BGSU hosts international metal studies scholars

Worldwide-Heavy-Metal

By: Bonnie Blankinship

Underlying the raucous guitars and thunderous noise of a heavy metal concert is a philosophical outlook and aesthetic that has long resonated with people around the world and continues to create new fans every day, particularly outside the U.S.

Often the object of scorn in the United States, heavy metal has gained the notice of scholars of popular culture, who are interested in both its popularity across cultures and the creative ways in which it is adapted.

The Department of Popular Culture will welcome a host of "metal studies" scholars to share their research and celebrate the musical culture's endurance at the Heavy Metal and Popular Culture International Conference, April 4-7. The organizers believe it to be the largest academic heavy metal conference in history.

Three years in the planning, the conference "is a response to the dramatic rise in prominence of heavy metal studies as a field of serious scholarly inquiry that encompasses myriad disciplinary approaches in the humanities and social sciences, from ethnomusicology to philosophy," said conference co-organizer Dr.

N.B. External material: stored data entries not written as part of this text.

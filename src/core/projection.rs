// This Source Code Form is subject to the terms of the Mozilla Public
// License, v. 2.0. If a copy of the MPL was not distributed with this
// file, You can obtain one at http://mozilla.org/MPL/2.0/.

//! Projection of point clouds into depth images, and inverse projection of depth images.
//!
//! Both directions work on a whole batch at once.
//! Depth images are given at a native resolution (224x224 by default)
//! and may be processed at a lower target resolution.

use itertools::izip;
use nalgebra::DMatrix;

use crate::core::camera::Camera;
use crate::core::depth::{self, DepthCodec};
use crate::misc::error::{self, Error, Result};
use crate::misc::helper;
use crate::misc::type_aliases::{Batch, Float, Point3, Vec3};

/// Guard against division by zero when dividing by the homogeneous depth.
pub const EPSILON: Float = 1e-12;

/// Resolution settings and depth encoding shared by both projections.
#[derive(PartialEq, Debug, Clone)]
pub struct Config {
    /// `(height, width)` of the depth images given to the inverse projection.
    /// Intrinsics are expressed at this resolution.
    pub native: (usize, usize),
    /// `(height, width)` of the processed depth images.
    pub resolution: (usize, usize),
    /// Encoding of depth values.
    pub codec: DepthCodec,
}

impl Default for Config {
    fn default() -> Self {
        Self {
            native: (224, 224),
            resolution: (224, 224),
            codec: DepthCodec::default(),
        }
    }
}

impl Config {
    /// Configuration working at a lower resolution than the 224x224 default.
    pub fn with_resolution(height: usize, width: usize) -> Self {
        Self {
            resolution: (height, width),
            ..Self::default()
        }
    }

    /// Integer `(rows, cols)` downsampling factors from native to target resolution.
    ///
    /// Upsampling is not supported and the target resolution
    /// must divide the native resolution.
    pub fn downscale(&self) -> Result<(usize, usize)> {
        let (native_h, native_w) = self.native;
        let (h, w) = self.resolution;
        if h == 0 || w == 0 || h > native_h || w > native_w {
            return Err(Error::InvalidResolution(format!(
                "cannot go from {}x{} to {}x{}",
                native_h, native_w, h, w
            )));
        }
        if native_h % h != 0 || native_w % w != 0 {
            return Err(Error::InvalidResolution(format!(
                "{}x{} is not a divisor of {}x{}",
                h, w, native_h, native_w
            )));
        }
        Ok((native_h / h, native_w / w))
    }

    /// Camera with intrinsics expressed at the target resolution.
    #[allow(clippy::cast_precision_loss)]
    fn rescaled(&self, camera: &Camera) -> Result<Camera> {
        let (fr, fc) = self.downscale()?;
        Ok(camera.rescaled((fr as Float, fc as Float)))
    }
}

/// Point cloud with a parallel validity mask.
#[derive(PartialEq, Debug, Clone)]
pub struct MaskedCloud {
    /// All points, valid or not.
    pub points: Vec<Point3>,
    /// `mask[i]` tells if `points[i]` is valid.
    pub mask: Vec<bool>,
}

impl MaskedCloud {
    /// Only the valid points, in their original order.
    pub fn selected(&self) -> Vec<Point3> {
        helper::boolean_mask(&self.points, &self.mask)
    }

    /// Number of valid points.
    pub fn nb_selected(&self) -> usize {
        self.mask.iter().filter(|&&m| m).count()
    }
}

/// Output of the projection of a point cloud.
#[derive(PartialEq, Debug, Clone)]
pub struct Rendering {
    /// Encoded depth image, `depth::BACKGROUND` where no point was projected.
    pub depth: DMatrix<Float>,
    /// For each input point, is it the front-most point of its pixel.
    pub mask: Vec<bool>,
}

// INVERSE PROJECTION ################################################

/// Transform depth images into point clouds in world coordinates.
///
/// Each returned cloud has one point per pixel of the target resolution,
/// in row major order (pixel `(i, j)` is point `i * width + j`).
/// Points of background pixels are still computed but masked out.
pub fn inverse_projection(
    config: &Config,
    depths: &[DMatrix<Float>],
    cameras: &[Camera],
) -> Result<Batch<MaskedCloud>> {
    error::check_same_len("cameras", depths.len(), cameras.len())?;
    let factors = config.downscale()?;
    depths
        .iter()
        .zip(cameras)
        .map(|(depth, camera)| {
            if depth.shape() != config.native {
                return Err(Error::ShapeMismatch(format!(
                    "depth image is {:?} instead of {:?}",
                    depth.shape(),
                    config.native
                )));
            }
            let camera = config.rescaled(camera)?;
            if factors == (1, 1) {
                inverse_project_one(&config.codec, depth, &camera)
            } else {
                inverse_project_one(&config.codec, &depth::min_pool(depth, factors), &camera)
            }
        })
        .collect()
}

#[allow(clippy::cast_precision_loss)]
fn inverse_project_one(
    codec: &DepthCodec,
    depth: &DMatrix<Float>,
    camera: &Camera,
) -> Result<MaskedCloud> {
    let k_inv = camera.inverse_intrinsics()?;
    let e_inv = camera.inverse_extrinsics()?;
    let (height, width) = depth.shape();
    let mut points = Vec::with_capacity(height * width);
    let mut mask = Vec::with_capacity(height * width);
    for i in 0..height {
        for j in 0..width {
            let z = codec.decode(depth[(i, j)]);
            mask.push(codec.is_foreground(z));
            let camera_point = k_inv * Vec3::new(j as Float * z, i as Float * z, z);
            points.push(helper::transform_point(&e_inv, &Point3::from(camera_point)));
        }
    }
    Ok(MaskedCloud { points, mask })
}

// PROJECTION ########################################################

/// A point that landed inside the image with a valid depth.
struct Splat {
    /// Index of the sample in the batch.
    batch: usize,
    /// Index of the point in its cloud.
    point: usize,
    /// Flattened `(batch, row, col)` index.
    segment: usize,
    /// Encoded depth.
    depth: Float,
}

/// Render point clouds into encoded depth images with a z-buffer.
///
/// Intrinsics are rescaled to the target resolution before projecting.
/// Pixel coordinates are rounded half to even.
/// Points projecting outside of the image are discarded, and so are points with a depth
/// outside of the codec range `[codec.min, codec.max]`. With the default codec this range
/// is `[0, 10]`, with a custom codec it follows the codec bounds.
/// For every pixel, the points with the smallest depth are visible.
/// All points tying that smallest depth are visible, not only one of them.
pub fn projection(
    config: &Config,
    clouds: &[Vec<Point3>],
    cameras: &[Camera],
) -> Result<Batch<Rendering>> {
    error::check_same_len("cameras", clouds.len(), cameras.len())?;
    config.downscale()?;
    let (height, width) = config.resolution;
    let pixels = height * width;

    // Flatten all points of the batch that land inside the image.
    let mut splats = Vec::new();
    for (b, cloud, camera) in izip!(0.., clouds, cameras) {
        let camera = config.rescaled(camera)?;
        for (n, point) in cloud.iter().enumerate() {
            let uvz = camera.project(point);
            if let Some((row, col)) = pixel(&uvz, height, width) {
                if config.codec.in_range(uvz.z) {
                    splats.push(Splat {
                        batch: b,
                        point: n,
                        segment: b * pixels + row * width + col,
                        depth: config.codec.encode(uvz.z),
                    });
                }
            }
        }
    }

    // Nearest depth of every pixel.
    let mut front = vec![Float::INFINITY; clouds.len() * pixels];
    for splat in &splats {
        let current = &mut front[splat.segment];
        *current = current.min(splat.depth);
    }

    // Visibility of each input point.
    let mut masks: Batch<Vec<bool>> = clouds.iter().map(|c| vec![false; c.len()]).collect();
    for splat in splats.iter().filter(|s| s.depth - front[s.segment] <= 0.0) {
        masks[splat.batch][splat.point] = true;
    }
    log::debug!(
        "Projected {} points of a batch of {}, {} of them inside the images",
        clouds.iter().map(Vec::len).sum::<usize>(),
        clouds.len(),
        splats.len()
    );

    let renderings = masks
        .into_iter()
        .zip(front.chunks(pixels.max(1)))
        .map(|(mask, front)| Rendering {
            depth: DMatrix::from_fn(height, width, |i, j| {
                let z = front[i * width + j];
                if z.is_finite() {
                    z
                } else {
                    depth::BACKGROUND
                }
            }),
            mask,
        })
        .collect();
    Ok(renderings)
}

/// Rounded pixel `(row, col)` of homogeneous pixel coordinates,
/// `None` if outside of the image. Ties round to even, so `-0.5` is still column 0.
#[allow(clippy::cast_possible_truncation)]
#[allow(clippy::cast_sign_loss)]
#[allow(clippy::cast_precision_loss)]
fn pixel(uvz: &Vec3, height: usize, width: usize) -> Option<(usize, usize)> {
    let x = (uvz.x / (uvz.z + EPSILON)).round_ties_even();
    let y = (uvz.y / (uvz.z + EPSILON)).round_ties_even();
    if x >= 0.0 && x < width as Float && y >= 0.0 && y < height as Float {
        Some((y as usize, x as usize))
    } else {
        None
    }
}

// TESTS #############################################################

Jeremy Wallach, an associate professor in Popular Culture.

"What better place to have (the conference) than BGSU, home of the Department of Popular Culture and the Sound Recordings Archives?" he said.

Participants from Europe, Canada, Brazil, New Zealand and Puerto Rico will discuss such topics as the heavy metal community, women's role in the genre, the racial politics of heavy metal, heavy metal's relationship to fiction genres like science fiction and comics, and the "Finnish Take on Metal Management and Consumption."

"The foremost researchers in the field of heavy metal studies along with up-and-coming scholars and students will present their latest work to an audience of their peers," Wallach said. "The result, we hope, will be an unprecedented international meeting of the minds as ideas and experiences are exchanged among scholars from widely dispersed locales united by a common passion and a similar analytical focus."

In addition to presentations in topic-specific sessions, the conference will include roundtable discussions, keynote addresses, an exhibit: "Beyond the Black: Masks and Facepaint through Genres, History and Cultures," and a performance by Donahue and his band, Mad 45.

Donahue will also share his study of heavy metal T-shirts, a category all its own, and show his documentary "Motörhead Matters," about the seminal British metal group.

The conference agenda and speakers list are available online.